KABUPATEN BOGOR – Narapidana yang kabur dari Lapas Kelas I Tangerang, Cai Changpan ditemukan tewas gantung diri di dalam hutan, di sebuah pabrik pembakaran, Jasinga, Kabupaten Bogor.
“Kami temukan, dia sudah meninggal karena gantung diri. Saat ini lagi tim kepolisian sedang membawa jenazah ke RS Polri Kramatjati untuk diautopsi,” jelas Kabid Humas Polda Metro Jaya Komisaris Besar Yusri Yunus saat dikonfirmasi (17/10)
Buronan terpidana mati, Cai Changpan diketahui kabur dari Lapas Kelas 1 Kota Tangerang, pada Senin, 14 September 2020 dini hari, sekitar pukul 02.30 dengan cara menggali lantai ruang tahanannya.

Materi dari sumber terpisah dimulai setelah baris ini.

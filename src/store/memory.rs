//! In-memory session store.

use std::collections::HashMap;
use std::sync::RwLock;

use async_trait::async_trait;
use chrono::{DateTime, Utc};
use uuid::Uuid;

use super::{non_empty, SessionRepository, StoreError};
use crate::session::{Session, SessionProfile, SessionStatus};

/// Thread-safe, process-local storage for session records.
#[derive(Default)]
pub struct MemorySessionRepository {
    sessions: RwLock<HashMap<Uuid, Session>>,
}

impl MemorySessionRepository {
    /// Create a new empty store.
    pub fn new() -> Self {
        Self::default()
    }

    /// Get the number of records in the store.
    pub fn count(&self) -> usize {
        self.sessions.read().map(|s| s.len()).unwrap_or(0)
    }

    fn update<F>(&self, id: Uuid, f: F) -> Result<(), StoreError>
    where
        F: FnOnce(&mut Session),
    {
        let mut sessions = self
            .sessions
            .write()
            .map_err(|_| StoreError::LockPoisoned)?;

        let session = sessions
            .get_mut(&id)
            .ok_or_else(|| StoreError::NotFound(id.to_string()))?;

        f(session);
        session.updated_at = Utc::now();
        Ok(())
    }

    fn sorted(mut sessions: Vec<Session>) -> Vec<Session> {
        sessions.sort_by(|a, b| b.created_at.cmp(&a.created_at));
        sessions
    }
}

#[async_trait]
impl SessionRepository for MemorySessionRepository {
    async fn create(&self, session: &Session) -> Result<(), StoreError> {
        let mut sessions = self
            .sessions
            .write()
            .map_err(|_| StoreError::LockPoisoned)?;

        for existing in sessions.values() {
            if existing.tenant_id != session.tenant_id {
                continue;
            }
            if existing.session_key == session.session_key {
                return Err(StoreError::Conflict(format!(
                    "a session with key '{}' already exists",
                    session.session_key
                )));
            }
            if existing.owner_email == session.owner_email {
                return Err(StoreError::Conflict(format!(
                    "a session with email '{}' already exists",
                    session.owner_email
                )));
            }
        }

        sessions.insert(session.id, session.clone());
        Ok(())
    }

    async fn get_by_id(&self, id: Uuid) -> Result<Session, StoreError> {
        let sessions = self
            .sessions
            .read()
            .map_err(|_| StoreError::LockPoisoned)?;
        sessions
            .get(&id)
            .cloned()
            .ok_or_else(|| StoreError::NotFound(id.to_string()))
    }

    async fn get_by_key_and_tenant(
        &self,
        session_key: &str,
        tenant_id: &str,
    ) -> Result<Session, StoreError> {
        let sessions = self
            .sessions
            .read()
            .map_err(|_| StoreError::LockPoisoned)?;
        sessions
            .values()
            .find(|s| s.session_key == session_key && s.tenant_id == tenant_id)
            .cloned()
            .ok_or_else(|| StoreError::NotFound(session_key.to_string()))
    }

    async fn find_by_email(
        &self,
        tenant_id: &str,
        email: &str,
    ) -> Result<Option<Session>, StoreError> {
        let sessions = self
            .sessions
            .read()
            .map_err(|_| StoreError::LockPoisoned)?;
        Ok(sessions
            .values()
            .find(|s| s.tenant_id == tenant_id && s.owner_email == email)
            .cloned())
    }

    async fn reset_for_reregister(
        &self,
        id: Uuid,
        profile: &SessionProfile,
    ) -> Result<(), StoreError> {
        let mut sessions = self
            .sessions
            .write()
            .map_err(|_| StoreError::LockPoisoned)?;

        let tenant_id = sessions
            .get(&id)
            .map(|s| s.tenant_id.clone())
            .ok_or_else(|| StoreError::NotFound(id.to_string()))?;

        let taken = sessions
            .values()
            .any(|s| s.id != id && s.tenant_id == tenant_id && s.owner_email == profile.email);
        if taken {
            return Err(StoreError::Conflict(format!(
                "a session with email '{}' already exists",
                profile.email
            )));
        }

        if let Some(session) = sessions.get_mut(&id) {
            session.reset(profile);
        }
        Ok(())
    }

    async fn update_status(
        &self,
        id: Uuid,
        status: SessionStatus,
        account_id: Option<&str>,
        device_id: Option<&str>,
    ) -> Result<(), StoreError> {
        self.update(id, |s| {
            s.status = status;
            if let Some(account) = non_empty(account_id) {
                s.account_id = Some(account.to_string());
            }
            if let Some(device) = non_empty(device_id) {
                s.device_id = Some(device.to_string());
            }
            if status == SessionStatus::Connected {
                s.last_connected_at = Some(Utc::now());
            }
        })
    }

    async fn update_device_id(&self, id: Uuid, device_id: &str) -> Result<(), StoreError> {
        if device_id.is_empty() {
            return Ok(());
        }
        self.update(id, |s| s.device_id = Some(device_id.to_string()))
    }

    async fn update_pairing_code(
        &self,
        id: Uuid,
        code: &str,
        expires_at: DateTime<Utc>,
    ) -> Result<(), StoreError> {
        self.update(id, |s| {
            s.pairing_code = Some(code.to_string());
            s.pairing_expires_at = Some(expires_at);
        })
    }

    async fn mark_logged_out(&self, id: Uuid) -> Result<(), StoreError> {
        self.update(id, |s| {
            s.status = SessionStatus::Pending;
            s.account_id = None;
            s.device_id = None;
        })
    }

    async fn list(&self) -> Result<Vec<Session>, StoreError> {
        let sessions = self
            .sessions
            .read()
            .map_err(|_| StoreError::LockPoisoned)?;
        Ok(Self::sorted(sessions.values().cloned().collect()))
    }

    async fn list_by_tenant(&self, tenant_id: &str) -> Result<Vec<Session>, StoreError> {
        let sessions = self
            .sessions
            .read()
            .map_err(|_| StoreError::LockPoisoned)?;
        Ok(Self::sorted(
            sessions
                .values()
                .filter(|s| s.tenant_id == tenant_id)
                .cloned()
                .collect(),
        ))
    }

    async fn delete(&self, id: Uuid) -> Result<(), StoreError> {
        let mut sessions = self
            .sessions
            .write()
            .map_err(|_| StoreError::LockPoisoned)?;
        sessions
            .remove(&id)
            .map(|_| ())
            .ok_or_else(|| StoreError::NotFound(id.to_string()))
    }
}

Polisi menduga, Cai mendapatkan peralatan itu dari lokasi proyek pembuatan dapur di dalam Lapas. Petugas jaga, baru mengetahui tahanannya kabur 11 jam setelah kejadian. Belakangan, polisi menetapkan dua petugas Lapas berinisial S dan S sebagai tersangka yang diduga membantu pelarian Cai Changpan.
Kuat dugaan, dirinya melarikan diri, akibat telah di vonis hukuman mati. Namun, akhirnya ditemukan oleh polisi di Hutan Jasinga, Bogor, Jawa Barat, dalam keadaan tewas tergantung.
Informasi keberadaan Cai Changpan, pertama kalinya, didapatkan polisi dari seorang satpam pabrik. Berdasar keterangan, Cai Changpan ditemukan polisi di sebuah pabrik pembakaran ban di dalam Hutan Jasinga.
“Infonya kami terima dari seorang satpam. Cai, sering bermalam di situ, tapi ngga setiap hari,” kata dia.
Sebelumnya, istri dan anak Cai Changpan, yang tinggal di Kecamatan Tenjo, Kabupaten Bogor, pun sudah diperiksa. Ia diketahui sempat mengunjungi keluarganya usai kabur dari penjara, sebelum akhirnya bersembunyi di dalam hutan di Tenjo.